Nell’ambito del progetto appena concluso, dobbiamo segnalare la pubblicazione di una antologia dal titolo Aiello ad litteram. scritti, ricuordi e cartoline, curata da Gisa Guidoccio e Bruno Pino ed edita da Officine editoriali da Cleto per conto della stessa biblioteca comunale.

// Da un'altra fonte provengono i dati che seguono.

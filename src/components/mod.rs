//! Component models for the circuit builder.
//!
//! This module provides models for all placeable components:
//! - Sources: Battery
//! - Loads: Resistor, Lamp
//! - Controls: Switch
//! - Wire marker (bookkeeping only, never evaluated)
//!
//! A placed [`Component`] is a single record carrying the shared placement
//! data (id, position) plus a kind-specific [`ComponentValue`], so the
//! solver's dispatch over kinds is checked for exhaustiveness.

mod controls;
mod linear;
mod sources;

pub use controls::{Switch, SwitchState};
pub use linear::{Lamp, Resistor};
pub use sources::Battery;

use std::fmt;

use serde::ser::{SerializeStruct, Serializer};
use serde::Serialize;

use crate::circuit::{ComponentId, Position, Size};

/// The kinds of component a student can place.
#[derive(Debug, Clone, Copy, PartialEq, Eq, Hash, Serialize)]
#[serde(rename_all = "lowercase")]
pub enum ComponentKind {
    Battery,
    Resistor,
    Lamp,
    Switch,
    Wire,
}

impl ComponentKind {
    /// All kinds, in palette order (wire first).
    pub const ALL: [ComponentKind; 5] = [
        ComponentKind::Wire,
        ComponentKind::Battery,
        ComponentKind::Lamp,
        ComponentKind::Resistor,
        ComponentKind::Switch,
    ];

    pub fn as_str(&self) -> &'static str {
        match self {
            ComponentKind::Battery => "battery",
            ComponentKind::Resistor => "resistor",
            ComponentKind::Lamp => "lamp",
            ComponentKind::Switch => "switch",
            ComponentKind::Wire => "wire",
        }
    }

    /// Nominal drawn size of a placed component, used for workspace hit-testing.
    pub fn footprint(&self) -> Size {
        match self {
            ComponentKind::Battery => Size::new(80, 50),
            ComponentKind::Lamp => Size::new(60, 60),
            ComponentKind::Resistor => Size::new(80, 30),
            ComponentKind::Switch => Size::new(80, 40),
            ComponentKind::Wire => Size::new(60, 20),
        }
    }
}

impl fmt::Display for ComponentKind {
    fn fmt(&self, f: &mut fmt::Formatter<'_>) -> fmt::Result {
        f.write_str(self.as_str())
    }
}

/// Placeholder value for a placed wire marker.
#[derive(Debug, Clone, Copy, PartialEq, Eq, Default, Serialize)]
pub struct WireMarker {}

/// Kind-specific attributes of a placed component.
#[derive(Debug, Clone, Copy, PartialEq, Serialize)]
#[serde(untagged)]
pub enum ComponentValue {
    Battery(Battery),
    Resistor(Resistor),
    Lamp(Lamp),
    Switch(Switch),
    Wire(WireMarker),
}

impl ComponentValue {
    /// Default attributes for a freshly placed component of `kind`.
    pub fn default_for(kind: ComponentKind) -> Self {
        match kind {
            ComponentKind::Battery => ComponentValue::Battery(Battery::default()),
            ComponentKind::Resistor => ComponentValue::Resistor(Resistor::default()),
            ComponentKind::Lamp => ComponentValue::Lamp(Lamp::default()),
            ComponentKind::Switch => ComponentValue::Switch(Switch::default()),
            ComponentKind::Wire => ComponentValue::Wire(WireMarker::default()),
        }
    }

    pub fn kind(&self) -> ComponentKind {
        match self {
            ComponentValue::Battery(_) => ComponentKind::Battery,
            ComponentValue::Resistor(_) => ComponentKind::Resistor,
            ComponentValue::Lamp(_) => ComponentKind::Lamp,
            ComponentValue::Switch(_) => ComponentKind::Switch,
            ComponentValue::Wire(_) => ComponentKind::Wire,
        }
    }

    /// Resistance for resistive loads, `None` for everything else.
    pub fn resistance(&self) -> Option<f64> {
        match self {
            ComponentValue::Resistor(r) => Some(r.resistance),
            ComponentValue::Lamp(l) => Some(l.resistance),
            _ => None,
        }
    }
}

/// A component placed in the workspace.
#[derive(Debug, Clone, PartialEq)]
pub struct Component {
    pub id: ComponentId,
    /// Center of the component in screen pixels
    pub position: Position,
    pub value: ComponentValue,
    /// Reserved for terminal bookkeeping; always empty
    pub connections: Vec<ComponentId>,
}

impl Component {
    /// Create a component of `kind` with its default value.
    pub fn new(id: ComponentId, kind: ComponentKind, position: Position) -> Self {
        Self {
            id,
            position,
            value: ComponentValue::default_for(kind),
            connections: Vec::new(),
        }
    }

    pub fn kind(&self) -> ComponentKind {
        self.value.kind()
    }

    /// Check whether `p` falls inside this component's hit box.
    ///
    /// The box is the nominal footprint grown by `margin` in each dimension,
    /// tested per axis with strict half-extents.
    pub fn hit_test(&self, p: Position, margin: i32) -> bool {
        let area = self.kind().footprint().grow(margin);
        let dx = (p.x as i64 - self.position.x as i64).abs();
        let dy = (p.y as i64 - self.position.y as i64).abs();
        dx < (area.width / 2) as i64 && dy < (area.height / 2) as i64
    }

    /// Mutable access to the switch, if this component is one.
    pub fn as_switch_mut(&mut self) -> Option<&mut Switch> {
        match self.value {
            ComponentValue::Switch(ref mut sw) => Some(sw),
            _ => None,
        }
    }
}

impl Serialize for Component {
    fn serialize<S: Serializer>(&self, serializer: S) -> std::result::Result<S::Ok, S::Error> {
        let mut s = serializer.serialize_struct("Component", 5)?;
        s.serialize_field("id", &self.id)?;
        s.serialize_field("type", &self.kind())?;
        s.serialize_field("position", &self.position)?;
        s.serialize_field("value", &self.value)?;
        s.serialize_field("connections", &self.connections)?;
        s.end()
    }
}
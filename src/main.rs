//! circuit-cv - Gesture-driven DC circuit builder
//!
//! Reads hand landmarks per camera frame from stdin and writes the circuit
//! state per frame to stdout.
//!
//! # Usage
//!
//! ```bash
//! hand-tracker --json /dev/video0 | circuit-cv --paced | circuit-renderer
//! ```

use clap::Parser;
use tracing_subscriber::EnvFilter;

use circuit_cv::{
    error::Result,
    gesture::{FrameSize, DEFAULT_PINCH_THRESHOLD},
    session::{Session, SessionConfig, DEFAULT_TARGET_FPS},
    stream::process_stdio,
    DEFAULT_CONNECTION_THRESHOLD,
};

/// Gesture-driven circuit builder
#[derive(Parser, Debug)]
#[command(author, version, about, long_about = None)]
struct Args {
    /// Camera frame width in pixels
    #[arg(long, default_value_t = 1024)]
    width: u32,

    /// Camera frame height in pixels
    #[arg(long, default_value_t = 768)]
    height: u32,

    /// Thumb-to-index distance in pixels that counts as a pinch (10-100)
    #[arg(long, default_value_t = DEFAULT_PINCH_THRESHOLD)]
    pinch_threshold: f64,

    /// Distance in pixels at which a wire end attaches to a component
    #[arg(long, default_value_t = DEFAULT_CONNECTION_THRESHOLD)]
    connection_threshold: f64,

    /// Target frame rate
    #[arg(long, default_value_t = DEFAULT_TARGET_FPS)]
    fps: u32,

    /// Sleep between frames to hold the target frame rate
    #[arg(long)]
    paced: bool,
}

fn main() -> Result<()> {
    let args = Args::parse();

    // stdout carries snapshots, so logs go to stderr
    tracing_subscriber::fmt()
        .with_env_filter(
            EnvFilter::try_from_default_env().unwrap_or_else(|_| EnvFilter::new("info")),
        )
        .with_writer(std::io::stderr)
        .init();

    let config = SessionConfig::new()
        .with_frame_size(FrameSize::new(args.width, args.height)?)
        .with_pinch_threshold(args.pinch_threshold)
        .with_connection_threshold(args.connection_threshold)
        .with_target_fps(args.fps);

    let mut session = Session::new(config);
    process_stdio(&mut session, args.paced)?;

    Ok(())
}
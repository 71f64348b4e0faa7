//! Ohm's-law circuit evaluation.

use std::fmt;

use serde::Serialize;

use super::analysis::{analyze_component, ComponentAnalysis};
use super::round_to;
use crate::components::{Component, ComponentValue};

/// Shape of the evaluated circuit.
#[derive(Debug, Clone, Copy, PartialEq, Eq, Hash, Default, Serialize)]
#[serde(rename_all = "lowercase")]
pub enum CircuitType {
    Series,
    Parallel,
    /// Never produced by the current heuristics
    Mixed,
    #[default]
    Open,
}

impl CircuitType {
    pub fn as_str(&self) -> &'static str {
        match self {
            CircuitType::Series => "series",
            CircuitType::Parallel => "parallel",
            CircuitType::Mixed => "mixed",
            CircuitType::Open => "open",
        }
    }
}

impl fmt::Display for CircuitType {
    fn fmt(&self, f: &mut fmt::Formatter<'_>) -> fmt::Result {
        f.write_str(self.as_str())
    }
}

/// Totals for the whole circuit.
#[derive(Debug, Clone, Copy, PartialEq, Default, Serialize)]
pub struct CircuitReport {
    /// Volts
    pub voltage: f64,
    /// Amperes
    pub current: f64,
    /// Ohms
    pub resistance: f64,
    /// Watts
    pub power: f64,
    pub circuit_type: CircuitType,
}

impl CircuitReport {
    /// All-zero open circuit.
    pub fn open() -> Self {
        Self::default()
    }

    /// Apply Ohm's law to a total voltage and resistance.
    ///
    /// Non-positive resistance yields zero current and power.
    pub(crate) fn from_totals(voltage: f64, resistance: f64, circuit_type: CircuitType) -> Self {
        let current = if resistance > 0.0 { voltage / resistance } else { 0.0 };
        Self {
            voltage,
            current,
            resistance,
            power: voltage * current,
            circuit_type,
        }
    }

    /// Display precision: two decimals, three for current.
    pub fn rounded(&self) -> Self {
        Self {
            voltage: round_to(self.voltage, 2),
            current: round_to(self.current, 3),
            resistance: round_to(self.resistance, 2),
            power: round_to(self.power, 2),
            circuit_type: self.circuit_type,
        }
    }

    pub fn is_open(&self) -> bool {
        self.circuit_type == CircuitType::Open
    }
}

/// Evaluates the placed components and remembers the last result.
///
/// The model is deliberately naive: every battery on the canvas adds to the
/// source voltage and every resistor or lamp adds to the load, wherever they
/// sit and whether or not any wire joins them. An OFF switch anywhere opens
/// the whole circuit.
#[derive(Debug, Clone, Default)]
pub struct CircuitCalculator {
    last: CircuitReport,
}

impl CircuitCalculator {
    pub fn new() -> Self {
        Self::default()
    }

    /// Evaluate `components` and return the rounded report.
    pub fn calculate(&mut self, components: &[Component]) -> CircuitReport {
        self.last = Self::totals(components);
        self.last.rounded()
    }

    fn totals(components: &[Component]) -> CircuitReport {
        let mut voltage = 0.0;
        let mut resistance = 0.0;
        let mut has_battery = false;
        let mut has_load = false;

        for component in components {
            match &component.value {
                ComponentValue::Switch(sw) if sw.is_open() => return CircuitReport::open(),
                ComponentValue::Battery(b) => {
                    has_battery = true;
                    voltage += b.voltage;
                }
                value => {
                    if let Some(r) = value.resistance() {
                        has_load = true;
                        resistance += r;
                    }
                }
            }
        }

        if !has_battery || !has_load || resistance <= 0.0 {
            return CircuitReport::open();
        }
        CircuitReport::from_totals(voltage, resistance, CircuitType::Series)
    }

    /// Unrounded result of the last evaluation.
    pub fn last(&self) -> &CircuitReport {
        &self.last
    }

    /// Unrounded current of the last evaluation, in amperes.
    pub fn current(&self) -> f64 {
        self.last.current
    }

    /// Per-component figures using the last evaluated current.
    ///
    /// Wire markers are skipped.
    pub fn component_analysis(&self, components: &[Component]) -> Vec<ComponentAnalysis> {
        components
            .iter()
            .filter_map(|c| analyze_component(c, self.last.current))
            .collect()
    }
}

/// One-shot evaluation of `components`, rounded for display.
pub fn evaluate(components: &[Component]) -> CircuitReport {
    CircuitCalculator::new().calculate(components)
}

“L’idea iniziale – scrive nell’introduzione l’assessore Olga Terranova che ha seguito l’iter – era quella di pubblicare il testo di un autore aiellese. La scelta si è, però, rivelata difficile e molto riduttiva, atteso che Aiello ha dato i natali a molti personaggi illustri, che sono entrati a far parte della storia letteraria e artistica del nostro Paese, come Francesco Della Valle, poeta, inserito nel 1910 da Benedetto Croce nell’antologia dei lirici manieristi, Costantino Arlia, magistrato e filologo dell’Accademia della Crusca, Giovanni Solimena, Maestro del diritto notarile italiano, nonché storico, letterato e giornalista, membro del Collegio Araldico romano e dell’Accademia cosentina, solo per citarne alcuni. Molti sono anche gli autori contemporanei, che hanno scritto testi di prosa e poesia in lingua e in vernacolo, alcuni pubblicati, altri inediti, che meritano di essere divulgati”.

“Lo scopo del volume – avvertono i curatori nella nota di apertura del corposo volume (376 pagine, ndr) – è quello di ricordare chi siamo stati e siamo, e di suscitare, soprattutto nelle nuove generazioni, un maggiore interesse per la storia, la cultura, le tradizioni, della nostra comunità, e l’interesse per la lettura”.

L’antologia in formato digitale, presentata al pubblico lo scorso 6 novembre nel teatro comunale (a dicembre è prevista la distribuzione del volume cartaceo), sarà consultabile online sul sito della biblioteca e sarà man mano implementata.

Aiello ad Litteram, l’antologia che parla di Aiello e degli Aiellesi

Aiello ad litteram. scritti, ricuordi e cartoline, curata da Gisa Guidoccio e Bruno Pino ed edita da Officine editoriali da Cleto per conto della biblioteca comunale comunale di Aiello Calabro, è una antologia di 376 pagine che propone estratti di pagine di storia del paese e anche del circondario, poesie e brani di libri, autori, alcuni grandi e importanti, altri meno conosciuti ma non meno interessanti.
Il volume raccoglie testimonianze di donne e uomini, che per studio o diletto, hanno scritto pagine di libri che in tanti potrebbero già possedere, ma l’antologia, senza alcuna pretesa di essere esaustiva o enciclopedica, propone anche pagine dimenticate, inedite o mai conosciute.